<<<<

use std::time::Instant;
use tracing::{debug, error, info, warn};
use tracing_subscriber::EnvFilter;

pub struct Logger;

impl Logger {
    /// Install the global subscriber. `RUST_LOG` overrides the default filter.
    pub fn init() {
        let filter = EnvFilter::try_from_default_env().unwrap_or_else(|_| EnvFilter::new("kiln=info"));
        let _ = tracing_subscriber::fmt()
            .with_env_filter(filter)
            .with_target(false)
            .try_init();
    }

    pub fn build_start(root: &str, outdir: &str, mode: &str) {
        info!("🔨 kiln - {} build", mode);
        info!("📁 Input: {}", root);
        info!("📦 Output: {}", outdir);
    }

    pub fn graph_built(modules: usize, entries: usize, on_demand: usize) {
        info!(
            "🔗 Module graph: {} modules from {} entries ({} on-demand roots)",
            modules, entries, on_demand
        );
    }

    pub fn chunk_created(name: &str, kind: &str, modules: usize, size: usize) {
        debug!(
            "  ├─ {} [{}] ({} modules, {:.1}KB)",
            name,
            kind,
            modules,
            size as f64 / 1024.0
        );
    }

    pub fn processing_file(name: &str, mode: &str) {
        debug!("⚡ Processing: {} ({})", name, mode);
    }

    pub fn processing_css(name: &str) {
        debug!("🎨 Processing CSS: {}", name);
    }

    pub fn info(msg: &str) {
        info!("{}", msg);
    }

    pub fn debug(msg: &str) {
        debug!("{}", msg);
    }

    pub fn error(msg: &str) {
        error!("❌ {}", msg);
    }

    pub fn warn(msg: &str) {
        warn!("⚠️  {}", msg);
    }
}

pub struct Timer {
    start: Instant,
    name: String,
}

impl Timer {
    pub fn start(name: &str) -> Self {
        debug!("⏱️  Starting: {}", name);
        Self {
            start: Instant::now(),
            name: name.to_string(),
        }
    }

    pub fn elapsed(&self) -> std::time::Duration {
        self.start.elapsed()
    }
}

impl Drop for Timer {
    fn drop(&mut self) {
        debug!("⏱️  Completed: {} in {:.2?}", self.name, self.elapsed());
    }
}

>>>>

Your answer should be the whole listing above, repeated exactly as it appears.

## Solution:
use std::time::Instant;
use tracing::{debug, error, info, warn};
use tracing_subscriber::EnvFilter;

pub struct Logger;

impl Logger {
    /// Install the global subscriber. `RUST_LOG` overrides the default filter.
    pub fn init() {
        let filter = EnvFilter::try_from_default_env().unwrap_or_else(|_| EnvFilter::new("kiln=info"));
        let _ = tracing_subscriber::fmt()
            .with_env_filter(filter)
            .with_target(false)
            .try_init();
    }

    pub fn build_start(root: &str, outdir: &str, mode: &str) {
        info!("🔨 kiln - {} build", mode);
        info!("📁 Input: {}", root);
        info!("📦 Output: {}", outdir);
    }

    pub fn graph_built(modules: usize, entries: usize, on_demand: usize) {
        info!(
            "🔗 Module graph: {} modules from {} entries ({} on-demand roots)",
            modules, entries, on_demand
        );
    }

    pub fn chunk_created(name: &str, kind: &str, modules: usize, size: usize) {
        debug!(
            "  ├─ {} [{}] ({} modules, {:.1}KB)",
            name,
            kind,
            modules,
            size as f64 / 1024.0
        );
    }

    pub fn processing_file(name: &str, mode: &str) {
        debug!("⚡ Processing: {} ({})", name, mode);
    }

    pub fn processing_css(name: &str) {
        debug!("🎨 Processing CSS: {}", name);
    }

    pub fn info(msg: &str) {
        info!("{}", msg);
    }

    pub fn debug(msg: &str) {
        debug!("{}", msg);
    }

    pub fn error(msg: &str) {
        error!("❌ {}", msg);
    }

    pub fn warn(msg: &str) {
        warn!("⚠️  {}", msg);
    }
}

pub struct Timer {
    start: Instant,
    name: String,
}

impl Timer {
    pub fn start(name: &str) -> Self {
        debug!("⏱️  Starting: {}", name);
        Self {
            start: Instant::now(),
            name: name.to_string(),
        }
    }

    pub fn elapsed(&self) -> std::time::Duration {
        self.start.elapsed()
    }
}

impl Drop for Timer {
    fn drop(&mut self) {
        debug!("⏱️  Completed: {} in {:.2?}", self.name, self.elapsed());
    }
}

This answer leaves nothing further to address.